MR. RUSSERT: You saw the president say that and thought what?

AMB. WILSON: I thought, well, he must not have been talking about Niger because he would know better if he was. I then called the Department of State and talked to the Bureau of African Affairs, who had not seen the State of the Union address, but their interpretation was that he was probably speaking about another African country, which was fine for me, so long as he wasn’t talking about Niger.
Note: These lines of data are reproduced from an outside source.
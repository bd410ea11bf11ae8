use crate::auth::{CookieConfig, MAX_HASH_COST, MIN_HASH_COST};
use config::{Config, ConfigError, Environment, File};
use serde::Deserialize;
use std::time::Duration;

/// Secret shipped in `config/default.toml`. Only good for development.
pub const DEVELOPMENT_SECRET: &str = "keep it secret, keep it safe!";

/// The HTTP server config.
#[derive(Debug, Deserialize, Clone)]
pub struct Server {
    /// Address to bind to.
    pub host: String,
    /// Port to listen on.
    pub port: u16,
    /// The rust log parameter. Describes how much logging is wanted.
    pub rust_log: Option<String>,
}

/// This configuration object contains the database config.
#[derive(Debug, Deserialize, Clone)]
pub struct Database {
    /// Database url.
    pub url: String,
    /// Maximum number of connections to the database.
    pub max_connections: u32,
}

/// Session cookie and session store config.
#[derive(Debug, Deserialize, Clone)]
pub struct Session {
    /// Name of the cookie carrying the session id.
    pub cookie_name: String,
    /// Key used to sign the session id in the cookie.
    pub secret: String,
    /// Whether the cookie gets the `Secure` attribute.
    pub secure: bool,
    /// Absolute lifetime of a session, counted from login.
    pub max_age_secs: u64,
    /// How often expired sessions are removed from the store.
    pub sweep_interval_secs: u64,
}

/// This configuration object contains the authentication config.
#[derive(Debug, Deserialize, Clone)]
pub struct Auth {
    /// Argon2 time cost used when hashing new passwords.
    pub hash_cost: u32,
}

/// This structure contains all the config parameters of the app.
#[derive(Debug, Deserialize, Clone)]
pub struct Settings {
    /// HTTP server settings.
    pub server: Server,
    /// Settings related to the database.
    pub database: Database,
    /// Session settings.
    pub session: Session,
    /// Authentication config.
    pub auth: Auth,
}

fn is_cookie_name_char(c: char) -> bool {
    c.is_ascii_alphanumeric() || "!#$%&'*+-.^_`|~".contains(c)
}

impl Settings {
    /// Creates a new configuration from defaults, config files and
    /// environment variables.
    ///
    /// `config_file` replaces `config/default` and must exist when given.
    pub fn new(config_file: Option<&str>) -> Result<Self, ConfigError> {
        let s = Config::builder()
            .set_default("server.host", "127.0.0.1")?
            .set_default("server.port", 5000_i64)?
            .set_default("database.url", "sqlite://auth.db3")?
            .set_default("database.max_connections", 5_i64)?
            .set_default("session.cookie_name", "afternoon")?
            .set_default("session.secret", DEVELOPMENT_SECRET)?
            .set_default("session.secure", false)?
            .set_default("session.max_age_secs", 300_i64)?
            .set_default("session.sweep_interval_secs", 1800_i64)?
            .set_default("auth.hash_cost", 1_i64)?
            .add_source(
                File::with_name(config_file.unwrap_or("config/default"))
                    .required(config_file.is_some()),
            )
            .add_source(File::with_name("config/local").required(false))
            .add_source(
                Environment::with_prefix("gate")
                    .prefix_separator("_")
                    .separator("__"),
            )
            .set_override_option("session.secret", std::env::var("SESSION_SECRET").ok())?
            .set_override_option("session.secure", std::env::var("USE_SECURE_COOKIES").ok())?
            .set_override_option("auth.hash_cost", std::env::var("HASH_ROUNDS").ok())?
            .build()?;
        let settings: Settings = s.try_deserialize()?;
        settings.validate()?;
        Ok(settings)
    }

    /// Rejects values the server cannot run with.
    pub fn validate(&self) -> Result<(), ConfigError> {
        if !(MIN_HASH_COST..=MAX_HASH_COST).contains(&self.auth.hash_cost) {
            return Err(ConfigError::Message(format!(
                "auth.hash_cost must be between {} and {}, got {}",
                MIN_HASH_COST, MAX_HASH_COST, self.auth.hash_cost
            )));
        }
        if self.session.secret.is_empty() {
            return Err(ConfigError::Message("session.secret is empty".into()));
        }
        if self.session.cookie_name.is_empty()
            || !self.session.cookie_name.chars().all(is_cookie_name_char)
        {
            return Err(ConfigError::Message(format!(
                "session.cookie_name {:?} is not a valid cookie name",
                self.session.cookie_name
            )));
        }
        if self.session.sweep_interval_secs == 0 {
            return Err(ConfigError::Message(
                "session.sweep_interval_secs must be positive".into(),
            ));
        }
        Ok(())
    }

    /// Whether any development-only default is still in use.
    pub fn uses_development_defaults(&self) -> bool {
        self.session.secret == DEVELOPMENT_SECRET || !self.session.secure
    }

    /// The cookie settings handed to the auth layer.
    pub fn cookie_config(&self) -> CookieConfig {
        CookieConfig {
            name: self.session.cookie_name.clone(),
            secret: self.session.secret.clone().into_bytes(),
            secure: self.session.secure,
            max_age: Duration::from_secs(self.session.max_age_secs),
        }
    }

    /// Interval between two runs of the expired session sweeper.
    pub fn sweep_interval(&self) -> Duration {
        Duration::from_secs(self.session.sweep_interval_secs)
    }
}

#[cfg(test)]
mod tests {
    use super::*;
    use std::sync::Mutex;

    /// Tests reading the process environment hold this lock.
    static ENV_LOCK: Mutex<()> = Mutex::new(());

    const OVERRIDE_VARS: [&str; 4] = [
        "SESSION_SECRET",
        "USE_SECURE_COOKIES",
        "HASH_ROUNDS",
        "GATE_SESSION__MAX_AGE_SECS",
    ];

    /// Removes the override variables when dropped, even if the test panics.
    struct EnvGuard;

    impl Drop for EnvGuard {
        fn drop(&mut self) {
            for var in OVERRIDE_VARS {
                std::env::remove_var(var);
            }
        }
    }

    fn sample() -> Settings {
        Settings {
            server: Server {
                host: "127.0.0.1".into(),
                port: 5000,
                rust_log: None,
            },
            database: Database {
                url: "sqlite::memory:".into(),
                max_connections: 1,
            },
            session: Session {
                cookie_name: "afternoon".into(),
                secret: DEVELOPMENT_SECRET.into(),
                secure: false,
                max_age_secs: 300,
                sweep_interval_secs: 1800,
            },
            auth: Auth { hash_cost: 1 },
        }
    }

    #[test]
    fn should_load_shipped_defaults() {
        let _lock = ENV_LOCK.lock().unwrap_or_else(|e| e.into_inner());
        let settings = Settings::new(None).unwrap();
        assert_eq!(settings.session.cookie_name, "afternoon");
        assert_eq!(settings.session.max_age_secs, 300);
        assert_eq!(settings.sweep_interval(), Duration::from_secs(1800));
    }

    #[test]
    fn should_apply_environment_overrides() {
        let _lock = ENV_LOCK.lock().unwrap_or_else(|e| e.into_inner());
        let _guard = EnvGuard;
        std::env::set_var("SESSION_SECRET", "prod-secret");
        std::env::set_var("USE_SECURE_COOKIES", "true");
        std::env::set_var("HASH_ROUNDS", "4");
        std::env::set_var("GATE_SESSION__MAX_AGE_SECS", "60");

        let settings = Settings::new(None).unwrap();
        assert_eq!(settings.session.secret, "prod-secret");
        assert!(settings.session.secure);
        assert_eq!(settings.auth.hash_cost, 4);
        assert_eq!(settings.session.max_age_secs, 60);
        assert!(!settings.uses_development_defaults());

        std::env::set_var("HASH_ROUNDS", "12");
        assert!(Settings::new(None).is_err());
    }

    #[test]
    fn should_require_explicit_config_file() {
        assert!(Settings::new(Some("config/does-not-exist")).is_err());
    }

    #[test]
    fn should_accept_development_defaults() {
        let settings = sample();
        assert!(settings.validate().is_ok());
        assert!(settings.uses_development_defaults());
    }

    #[test]
    fn should_reject_out_of_range_hash_cost() {
        let mut settings = sample();
        settings.auth.hash_cost = 0;
        assert!(settings.validate().is_err());
        settings.auth.hash_cost = MAX_HASH_COST + 1;
        assert!(settings.validate().is_err());
    }

    #[test]
    fn should_reject_empty_secret_and_zero_sweep() {
        let mut settings = sample();
        settings.session.secret = String::new();
        assert!(settings.validate().is_err());

        let mut settings = sample();
        settings.session.sweep_interval_secs = 0;
        assert!(settings.validate().is_err());
    }

    #[test]
    fn should_reject_invalid_cookie_names() {
        for name in ["", "my cookie", "a=b", "semi;colon"] {
            let mut settings = sample();
            settings.session.cookie_name = name.into();
            assert!(settings.validate().is_err(), "{name}");
        }
        let mut settings = sample();
        settings.session.cookie_name = "__Host-sid".into();
        assert!(settings.validate().is_ok());
    }

    #[test]
    fn should_build_cookie_config() {
        let mut settings = sample();
        settings.session.secure = true;
        settings.session.secret = "s3cr3t".into();
        let cookie = settings.cookie_config();
        assert_eq!(cookie.name, "afternoon");
        assert_eq!(cookie.secret, b"s3cr3t".to_vec());
        assert!(cookie.secure);
        assert_eq!(cookie.max_age, Duration::from_secs(300));
        assert!(!settings.uses_development_defaults());
    }
}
MR. RUSSERT: Then on June 8, Dr. Rice, the national security adviser, appeared on MEET THE PRESS, and I asked her about how those words wound up in the president’s State of the Union address, and she said this:

(Videotape, MEET THE PRESS, June 8, 2003):

DR. CONDOLEEZZA RICE: Maybe someone knew down in the bowels of the agency, but no one in our circles knew that there were doubts and suspicions that this might be a forgery.

(End videotape)

MR. RUSSERT: When you saw that?

AMB. WILSON: Well, I knew that she had fundamentally misstated the facts. In fact, she had lied about it. I had gone out and I had undertaken this study. I had come back and said that this was not feasible. There was already lots of suspicion about the documentation, and in fact, as it’s been borne out, when the vice president was on this show and you had asked him if he had asked the question about going to Niger, he had said, “Well, I asked the CIA briefer about these reports, and he had come back and told me within a couple of days that there was nothing to them.” That was a year before the State of the Union address. This government knew that there was nothing to these allegations.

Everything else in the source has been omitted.